Michael KreponApogees of Dream-Catching

Before wars exhaust America’s patience and treasury, they can generate even more far-reaching aspirations. Higher purposes vary. During the Spanish-American War, President William McKinley felt obliged to set his sights beyond Cuba in order to uplift, civilize, and Christianize Filipinos. World War I was supposed to be the war to end all wars. When World War II followed soon thereafter, Washington set to work creating an ambitious network of institutions to prevent World War III.

These initiatives remain models of success that subsequent Presidents have found themselves shorn of the means or conditions to emulate. Washington’s construction efforts have gotten smaller ever since. Fighting prolonged wars in the wrong places accelerate diminishment. Nation-building in Afghanistan and Iraq may actually be harder than creating NATO and the United Nations after World War II.

The George W. Bush administration’s war of choice in Iraq is now coming to an end nine years, more than a trillion dollars, and countless victims after its initiation. The “global war on terror” lent itself to such unbounded grief and excess. Only now is the Obama administration beginning to correlate diminished means to more realistic ends in dealing with violent extremism.

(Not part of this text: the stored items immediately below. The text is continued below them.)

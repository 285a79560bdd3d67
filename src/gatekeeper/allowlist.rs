//! Explicitly trusted addresses.

use crate::config::{AllowlistEntry, Config};
use async_trait::async_trait;
use std::net::IpAddr;

/// Reports whether an address is explicitly trusted.
///
/// Implementations may consult external state, hence async.
#[async_trait]
pub trait AddressAllowlist: Send + Sync {
    async fn whitelisted(&self, ip: &IpAddr) -> bool;
}

/// Allowlist that trusts nothing.
#[derive(Debug, Clone, Copy, Default)]
pub struct NoopAllowlist;

#[async_trait]
impl AddressAllowlist for NoopAllowlist {
    async fn whitelisted(&self, _ip: &IpAddr) -> bool {
        false
    }
}

/// Allowlist built from configured addresses and networks.
#[derive(Debug, Clone, Default)]
pub struct StaticAllowlist {
    entries: Vec<AllowlistEntry>,
}

impl StaticAllowlist {
    pub fn new(entries: Vec<AllowlistEntry>) -> Self {
        Self { entries }
    }

    pub fn from_config(config: &Config) -> Self {
        Self::new(config.parse_allowlist())
    }

    pub fn len(&self) -> usize {
        self.entries.len()
    }

    pub fn is_empty(&self) -> bool {
        self.entries.is_empty()
    }
}

#[async_trait]
impl AddressAllowlist for StaticAllowlist {
    async fn whitelisted(&self, ip: &IpAddr) -> bool {
        self.entries.iter().any(|entry| entry.contains(ip))
    }
}

#[cfg(test)]
mod tests {
    use super::*;

    #[tokio::test]
    async fn test_noop_allowlist() {
        assert!(!NoopAllowlist.whitelisted(&"1.2.3.4".parse().unwrap()).await);
    }

    #[tokio::test]
    async fn test_static_allowlist() {
        let config = Config {
            allowlist: vec!["203.0.113.7".to_string(), "198.51.100.0/24".to_string()],
            ..Config::default()
        };
        let allowlist = StaticAllowlist::from_config(&config);
        assert_eq!(allowlist.len(), 2);

        assert!(allowlist.whitelisted(&"203.0.113.7".parse().unwrap()).await);
        assert!(allowlist.whitelisted(&"198.51.100.200".parse().unwrap()).await);
        assert!(!allowlist.whitelisted(&"203.0.113.8".parse().unwrap()).await);
    }
}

The twin apogees of dream-catching during the Bush administration were surely its 2002 National Security Strategy and the President’s second inaugural address. For those with short memories, here are some snippets from the 2002 National Security Strategy:

In a world that is safe, people will be able to make their own lives better. We will defend the peace by fighting terrorists and tyrants….

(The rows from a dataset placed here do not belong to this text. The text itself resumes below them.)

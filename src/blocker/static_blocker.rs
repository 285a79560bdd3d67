//! Blocker backed by published cloud and VPN address ranges.

use super::{AddressBlocker, BlockerError};
use crate::config::StaticBlockerConfig;
use crate::providers::{self, FetchError, RangeProvider};
use crate::range::RangeSet;
use async_trait::async_trait;
use futures::future::join_all;
use reqwest::Client;
use std::net::IpAddr;
use std::time::Duration;
use tracing::{debug, error, info, warn};

/// Outcome of one provider fetch.
#[derive(Debug)]
pub enum ProviderHealth {
    /// Fetched and decoded; `ranges` may legitimately be zero.
    Loaded { ranges: usize },
    /// Transport, status or decode failure.
    Failed(FetchError),
    /// Did not finish within the fetch timeout.
    TimedOut,
}

impl ProviderHealth {
    pub fn is_loaded(&self) -> bool {
        matches!(self, ProviderHealth::Loaded { .. })
    }
}

/// Per-provider fetch outcome kept for diagnostics.
#[derive(Debug)]
pub struct ProviderReport {
    pub provider: String,
    pub health: ProviderHealth,
}

/// Static address blocker.
///
/// The range set is assembled once during construction and only read
/// afterwards.
pub struct StaticAddressBlocker {
    ranges: RangeSet,
    reports: Vec<ProviderReport>,
}

impl StaticAddressBlocker {
    /// Fetch the configured providers and assemble the range set.
    pub async fn new(config: &StaticBlockerConfig, http: &Client) -> Result<Self, regex::Error> {
        let providers = providers::select(&config.providers)?;
        let timeout = Duration::from_secs(config.fetch_timeout_seconds);
        Ok(Self::from_providers(providers, http, timeout).await)
    }

    /// Fetch `providers` concurrently, each bounded by `timeout`.
    ///
    /// A failing provider contributes no ranges and never affects the others.
    pub async fn from_providers(
        providers: Vec<Box<dyn RangeProvider>>,
        http: &Client,
        timeout: Duration,
    ) -> Self {
        if providers.is_empty() {
            debug!("No providers configured, skipping fetching blocked addresses");
            return Self {
                ranges: RangeSet::new(),
                reports: Vec::new(),
            };
        }

        debug!(providers = providers.len(), "Fetching blocked addresses");

        let fetches = providers.iter().map(|provider| async move {
            let outcome = tokio::time::timeout(timeout, provider.fetch(http)).await;
            (provider.name().to_string(), outcome)
        });

        let mut ranges = RangeSet::new();
        let mut reports = Vec::with_capacity(providers.len());

        for (provider, outcome) in join_all(fetches).await {
            let health = match outcome {
                Ok(Ok(list)) => {
                    debug!(provider = %provider, ranges = list.len(), "Fetched address ranges");
                    let count = list.len();
                    ranges.extend(list);
                    ProviderHealth::Loaded { ranges: count }
                }
                Ok(Err(e)) => {
                    error!(
                        provider = %provider,
                        target = e.target(),
                        status = ?e.status(),
                        error = %e,
                        "Failed to fetch address ranges"
                    );
                    ProviderHealth::Failed(e)
                }
                Err(_) => {
                    warn!(
                        provider = %provider,
                        timeout_ms = timeout.as_millis() as u64,
                        "Timed out fetching address ranges"
                    );
                    ProviderHealth::TimedOut
                }
            };
            reports.push(ProviderReport { provider, health });
        }

        let loaded = reports.iter().filter(|r| r.health.is_loaded()).count();
        info!(
            providers = reports.len(),
            loaded = loaded,
            failed = reports.len() - loaded,
            ranges = ranges.len(),
            "Static address blocklist ready"
        );

        Self { ranges, reports }
    }

    /// Blocker over an already assembled range set.
    pub fn from_ranges(ranges: RangeSet) -> Self {
        Self {
            ranges,
            reports: Vec::new(),
        }
    }

    /// Check if an address lies in any fetched range.
    pub fn contains(&self, ip: &IpAddr) -> bool {
        self.ranges.contains(ip)
    }

    pub fn ranges(&self) -> &RangeSet {
        &self.ranges
    }

    /// Fetch outcome of every selected provider.
    pub fn health(&self) -> &[ProviderReport] {
        &self.reports
    }
}

#[async_trait]
impl AddressBlocker for StaticAddressBlocker {
    async fn blocked(&self, ip: &IpAddr) -> Result<bool, BlockerError> {
        Ok(self.contains(ip))
    }
}

#[cfg(test)]
mod tests {
    use super::*;
    use crate::providers::CidrListProvider;
    use crate::range::AddressRange;
    use wiremock::matchers::{method, path};
    use wiremock::{Mock, MockServer, ResponseTemplate};

    /// Provider that never finishes.
    struct StalledProvider;

    #[async_trait]
    impl RangeProvider for StalledProvider {
        fn name(&self) -> &str {
            "stalled"
        }

        async fn fetch(&self, _http: &Client) -> Result<Vec<AddressRange>, FetchError> {
            futures::future::pending().await
        }
    }

    async fn list_server(body: &str, status: u16) -> MockServer {
        let server = MockServer::start().await;
        Mock::given(method("GET"))
            .and(path("/list.txt"))
            .respond_with(ResponseTemplate::new(status).set_body_string(body.to_string()))
            .mount(&server)
            .await;
        server
    }

    fn list_provider(name: &str, server: &MockServer) -> Box<dyn RangeProvider> {
        Box::new(CidrListProvider::new(name, format!("{}/list.txt", server.uri())))
    }

    #[tokio::test]
    async fn test_single_provider_membership() {
        let server = list_server("1.2.3.0/24\n", 200).await;

        let blocker = StaticAddressBlocker::from_providers(
            vec![list_provider("test", &server)],
            &Client::new(),
            Duration::from_secs(10),
        )
        .await;

        assert!(blocker.blocked(&"1.2.3.100".parse().unwrap()).await.unwrap());
        assert!(!blocker.blocked(&"1.2.4.1".parse().unwrap()).await.unwrap());
        assert!(matches!(blocker.health()[0].health, ProviderHealth::Loaded { ranges: 1 }));
    }

    #[tokio::test]
    async fn test_failures_do_not_affect_other_providers() {
        let good = list_server("10.0.0.0/8\n", 200).await;
        let bad = list_server("", 503).await;

        let blocker = StaticAddressBlocker::from_providers(
            vec![
                list_provider("bad", &bad),
                Box::new(StalledProvider),
                list_provider("good", &good),
            ],
            &Client::new(),
            Duration::from_millis(500),
        )
        .await;

        assert!(blocker.contains(&"10.20.30.40".parse().unwrap()));

        let health = blocker.health();
        assert_eq!(health.len(), 3);
        assert!(matches!(&health[0].health, ProviderHealth::Failed(e) if e.status() == Some(503)));
        assert!(matches!(health[1].health, ProviderHealth::TimedOut));
        assert_eq!(health[1].provider, "stalled");
        assert!(health[2].health.is_loaded());
    }

    #[tokio::test]
    async fn test_ranges_are_unioned() {
        let a = list_server("10.0.0.0/24\n", 200).await;
        let b = list_server("10.0.1.0/24\n2001:db8::/32\n", 200).await;

        let blocker = StaticAddressBlocker::from_providers(
            vec![list_provider("a", &a), list_provider("b", &b)],
            &Client::new(),
            Duration::from_secs(10),
        )
        .await;

        assert_eq!(blocker.ranges().len(), 2);
        assert!(blocker.contains(&"10.0.1.255".parse().unwrap()));
        assert!(blocker.contains(&"2001:db8::42".parse().unwrap()));
    }

    #[tokio::test]
    async fn test_no_providers() {
        let blocker =
            StaticAddressBlocker::from_providers(Vec::new(), &Client::new(), Duration::from_secs(10)).await;
        assert!(blocker.ranges().is_empty());
        assert!(blocker.health().is_empty());
        assert!(!blocker.contains(&"1.2.3.4".parse().unwrap()));
    }

    #[tokio::test]
    async fn test_new_with_unmatched_selection() {
        let config = StaticBlockerConfig {
            providers: vec!["does-not-exist".to_string()],
            fetch_timeout_seconds: 10,
        };
        let blocker = StaticAddressBlocker::new(&config, &Client::new()).await.unwrap();
        assert!(blocker.health().is_empty());
    }
}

Our enemies have openly declared that they are seeking weapons of mass destruction, and evidence indicates that they are doing so with determination… America will act against such emerging threats before they are fully formed… History will judge harshly those who saw this coming danger but failed to act. In the new world we have entered, the only path to peace and security is the path of action….

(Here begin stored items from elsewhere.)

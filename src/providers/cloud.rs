//! Cloud vendors that publish their address space as a JSON document.

use super::{get_json, parse_ranges, FetchError, RangeProvider};
use crate::range::AddressRange;
use async_trait::async_trait;
use reqwest::Client;
use serde::Deserialize;
use tracing::{debug, warn};

pub const GITHUB_ACTIONS: &str = "github-actions";
pub const AMAZON_WEB_SERVICES: &str = "amazon-web-services";
pub const GOOGLE: &str = "google";
pub const ORACLE: &str = "oracle";

const GITHUB_META_URL: &str = "https://api.github.com/meta";
const AWS_RANGES_URL: &str = "https://ip-ranges.amazonaws.com/ip-ranges.json";
const GOOGLE_CLOUD_URL: &str = "https://www.gstatic.com/ipranges/cloud.json";
const ORACLE_RANGES_URL: &str = "https://docs.cloud.oracle.com/en-us/iaas/tools/public_ip_ranges.json";

/// GitHub's `/meta` document, reduced to the Actions runners.
#[derive(Debug, Deserialize)]
struct GithubMeta {
    actions: Vec<String>,
}

/// GitHub Actions runner addresses.
#[derive(Debug, Clone)]
pub struct GithubActionsProvider {
    url: String,
}

impl GithubActionsProvider {
    pub fn with_url(url: impl Into<String>) -> Self {
        Self { url: url.into() }
    }
}

impl Default for GithubActionsProvider {
    fn default() -> Self {
        Self::with_url(GITHUB_META_URL)
    }
}

#[async_trait]
impl RangeProvider for GithubActionsProvider {
    fn name(&self) -> &str {
        GITHUB_ACTIONS
    }

    async fn fetch(&self, http: &Client) -> Result<Vec<AddressRange>, FetchError> {
        let meta: GithubMeta = get_json(http, self.name(), &self.url).await?;
        parse_ranges(self.name(), &self.url, meta.actions.iter().map(String::as_str))
    }
}

#[derive(Debug, Deserialize)]
struct AwsRanges {
    prefixes: Vec<AwsPrefix>,
    ipv6_prefixes: Vec<AwsIpv6Prefix>,
}

#[derive(Debug, Deserialize)]
struct AwsPrefix {
    ip_prefix: String,
}

#[derive(Debug, Deserialize)]
struct AwsIpv6Prefix {
    ipv6_prefix: String,
}

/// Amazon Web Services, both IPv4 and IPv6 prefixes.
#[derive(Debug, Clone)]
pub struct AmazonWebServicesProvider {
    url: String,
}

impl AmazonWebServicesProvider {
    pub fn with_url(url: impl Into<String>) -> Self {
        Self { url: url.into() }
    }
}

impl Default for AmazonWebServicesProvider {
    fn default() -> Self {
        Self::with_url(AWS_RANGES_URL)
    }
}

#[async_trait]
impl RangeProvider for AmazonWebServicesProvider {
    fn name(&self) -> &str {
        AMAZON_WEB_SERVICES
    }

    async fn fetch(&self, http: &Client) -> Result<Vec<AddressRange>, FetchError> {
        let doc: AwsRanges = get_json(http, self.name(), &self.url).await?;
        let v4 = doc.prefixes.iter().map(|p| p.ip_prefix.as_str());
        let v6 = doc.ipv6_prefixes.iter().map(|p| p.ipv6_prefix.as_str());
        parse_ranges(self.name(), &self.url, v4.chain(v6))
    }
}

#[derive(Debug, Deserialize)]
struct GoogleRanges {
    prefixes: Vec<GooglePrefix>,
}

#[derive(Debug, Deserialize)]
struct GooglePrefix {
    #[serde(rename = "ipv4Prefix", default)]
    ipv4_prefix: Option<String>,
    #[serde(rename = "ipv6Prefix", default)]
    ipv6_prefix: Option<String>,
}

/// Google Cloud.
#[derive(Debug, Clone)]
pub struct GoogleCloudProvider {
    url: String,
}

impl GoogleCloudProvider {
    pub fn with_url(url: impl Into<String>) -> Self {
        Self { url: url.into() }
    }
}

impl Default for GoogleCloudProvider {
    fn default() -> Self {
        Self::with_url(GOOGLE_CLOUD_URL)
    }
}

#[async_trait]
impl RangeProvider for GoogleCloudProvider {
    fn name(&self) -> &str {
        GOOGLE
    }

    async fn fetch(&self, http: &Client) -> Result<Vec<AddressRange>, FetchError> {
        let doc: GoogleRanges = get_json(http, self.name(), &self.url).await?;

        let literals = doc.prefixes.iter().filter_map(|p| {
            let prefix = p.ipv4_prefix.as_deref().or(p.ipv6_prefix.as_deref());
            if prefix.is_none() {
                warn!(provider = GOOGLE, "Skipping prefix entry without an address");
            }
            prefix
        });

        parse_ranges(self.name(), &self.url, literals)
    }
}

#[derive(Debug, Deserialize)]
struct OracleRanges {
    regions: Vec<OracleRegion>,
}

#[derive(Debug, Deserialize)]
struct OracleRegion {
    #[serde(default)]
    region: Option<String>,
    cidrs: Vec<OracleCidr>,
}

#[derive(Debug, Deserialize)]
struct OracleCidr {
    cidr: String,
}

/// Oracle Cloud, every region.
#[derive(Debug, Clone)]
pub struct OracleCloudProvider {
    url: String,
}

impl OracleCloudProvider {
    pub fn with_url(url: impl Into<String>) -> Self {
        Self { url: url.into() }
    }
}

impl Default for OracleCloudProvider {
    fn default() -> Self {
        Self::with_url(ORACLE_RANGES_URL)
    }
}

#[async_trait]
impl RangeProvider for OracleCloudProvider {
    fn name(&self) -> &str {
        ORACLE
    }

    async fn fetch(&self, http: &Client) -> Result<Vec<AddressRange>, FetchError> {
        let doc: OracleRanges = get_json(http, self.name(), &self.url).await?;
        debug!(
            provider = ORACLE,
            regions = doc.regions.len(),
            first = ?doc.regions.first().and_then(|r| r.region.as_deref()),
            "Decoded region list"
        );

        let literals = doc
            .regions
            .iter()
            .flat_map(|region| region.cidrs.iter().map(|c| c.cidr.as_str()));
        parse_ranges(self.name(), &self.url, literals)
    }
}

#[cfg(test)]
mod tests {
    use super::*;
    use std::net::IpAddr;
    use wiremock::matchers::method;
    use wiremock::{Mock, MockServer, ResponseTemplate};

    async fn serve(body: &str) -> MockServer {
        let server = MockServer::start().await;
        Mock::given(method("GET"))
            .respond_with(ResponseTemplate::new(200).set_body_string(body.to_string()))
            .mount(&server)
            .await;
        server
    }

    fn covers(ranges: &[AddressRange], ip: &str) -> bool {
        let ip: IpAddr = ip.parse().unwrap();
        ranges.iter().any(|r| r.contains(&ip))
    }

    #[tokio::test]
    async fn test_github_actions() {
        let server = serve(r#"{"verifiable_password_authentication": false, "actions": ["4.148.0.0/16", "2a01:111:f403::/48"], "web": ["140.82.112.0/20"]}"#).await;

        let ranges = GithubActionsProvider::with_url(server.uri())
            .fetch(&Client::new())
            .await
            .unwrap();

        assert_eq!(ranges.len(), 2);
        assert!(covers(&ranges, "4.148.1.1"));
        assert!(!covers(&ranges, "140.82.112.1"));
    }

    #[tokio::test]
    async fn test_aws_unions_both_families() {
        let server = serve(
            r#"{
                "syncToken": "1",
                "prefixes": [{"ip_prefix": "3.5.140.0/22", "region": "ap-northeast-2", "service": "AMAZON"}],
                "ipv6_prefixes": [{"ipv6_prefix": "2600:1f00::/24", "region": "us-east-1", "service": "AMAZON"}]
            }"#,
        )
        .await;

        let ranges = AmazonWebServicesProvider::with_url(server.uri())
            .fetch(&Client::new())
            .await
            .unwrap();

        assert_eq!(ranges.len(), 2);
        assert!(covers(&ranges, "3.5.141.7"));
        assert!(covers(&ranges, "2600:1f00::1"));
    }

    #[tokio::test]
    async fn test_google_mixed_prefixes() {
        let server = serve(
            r#"{"prefixes": [
                {"ipv4Prefix": "34.1.208.0/20", "service": "Google Cloud", "scope": "africa-south1"},
                {"ipv6Prefix": "2600:1900:8000::/44", "service": "Google Cloud"},
                {"service": "Google Cloud"}
            ]}"#,
        )
        .await;

        let ranges = GoogleCloudProvider::with_url(server.uri())
            .fetch(&Client::new())
            .await
            .unwrap();

        assert_eq!(ranges.len(), 2);
        assert!(covers(&ranges, "34.1.210.1"));
        assert!(covers(&ranges, "2600:1900:8000::5"));
    }

    #[tokio::test]
    async fn test_oracle_regions() {
        let server = serve(
            r#"{"last_updated_timestamp": "2024", "regions": [
                {"region": "us-phoenix-1", "cidrs": [{"cidr": "129.146.0.0/21", "tags": ["OCI"]}]},
                {"region": "eu-frankfurt-1", "cidrs": [{"cidr": "130.61.0.0/16", "tags": ["OCI"]}, {"cidr": "138.1.0.0/20", "tags": ["OSN"]}]}
            ]}"#,
        )
        .await;

        let ranges = OracleCloudProvider::with_url(server.uri())
            .fetch(&Client::new())
            .await
            .unwrap();

        assert_eq!(ranges.len(), 3);
        assert!(covers(&ranges, "130.61.5.5"));
    }

    #[tokio::test]
    async fn test_unexpected_shape_is_decode_error() {
        let server = serve(r#"{"something": "else"}"#).await;

        let err = AmazonWebServicesProvider::with_url(server.uri())
            .fetch(&Client::new())
            .await
            .unwrap_err();

        assert!(matches!(err, FetchError::Decode { .. }));
        assert_eq!(err.provider(), "amazon-web-services");
    }
}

The United States will use this moment of opportunity to extend the benefits of freedom across the globe. We will actively work to bring the hope of democracy, development, free markets, and free trade to every corner of the world.

And here are excerpts from President Bush’s 2005 inaugural address:

The survival of liberty in our land increasingly depends on the success of liberty in other lands….

The best hope for peace in our world is the expansion of freedom in all the world….

So it is the policy of the United States to seek and support the growth of democratic movements and institutions in every nation and culture with the ultimate goal of ending tyranny in our world…..

America’s influence is not unlimited, but fortunately for the oppressed, America’s influence is considerable and we will use it confidently in freedom’s cause.

These passages now read like an antiquarian text. Faint echoes can be found in presidential candidate Mitt Romney’s foreign-policy vagaries, but most of us are sadder and wiser now. Just ten years ago, however, the United States was strong, solvent, and set off-kilter by nineteen hijackers. Americans were called upon to defend and protect against poisonous thinking in ways that created more of it. A conservative Republican president, enabled by unparalleled power-projection capabilities and a malleable Congress, undertook two military campaigns that required great sacrifices of soldiers but not of those who wished them well. Growing US divisions and insolvency were the natural result.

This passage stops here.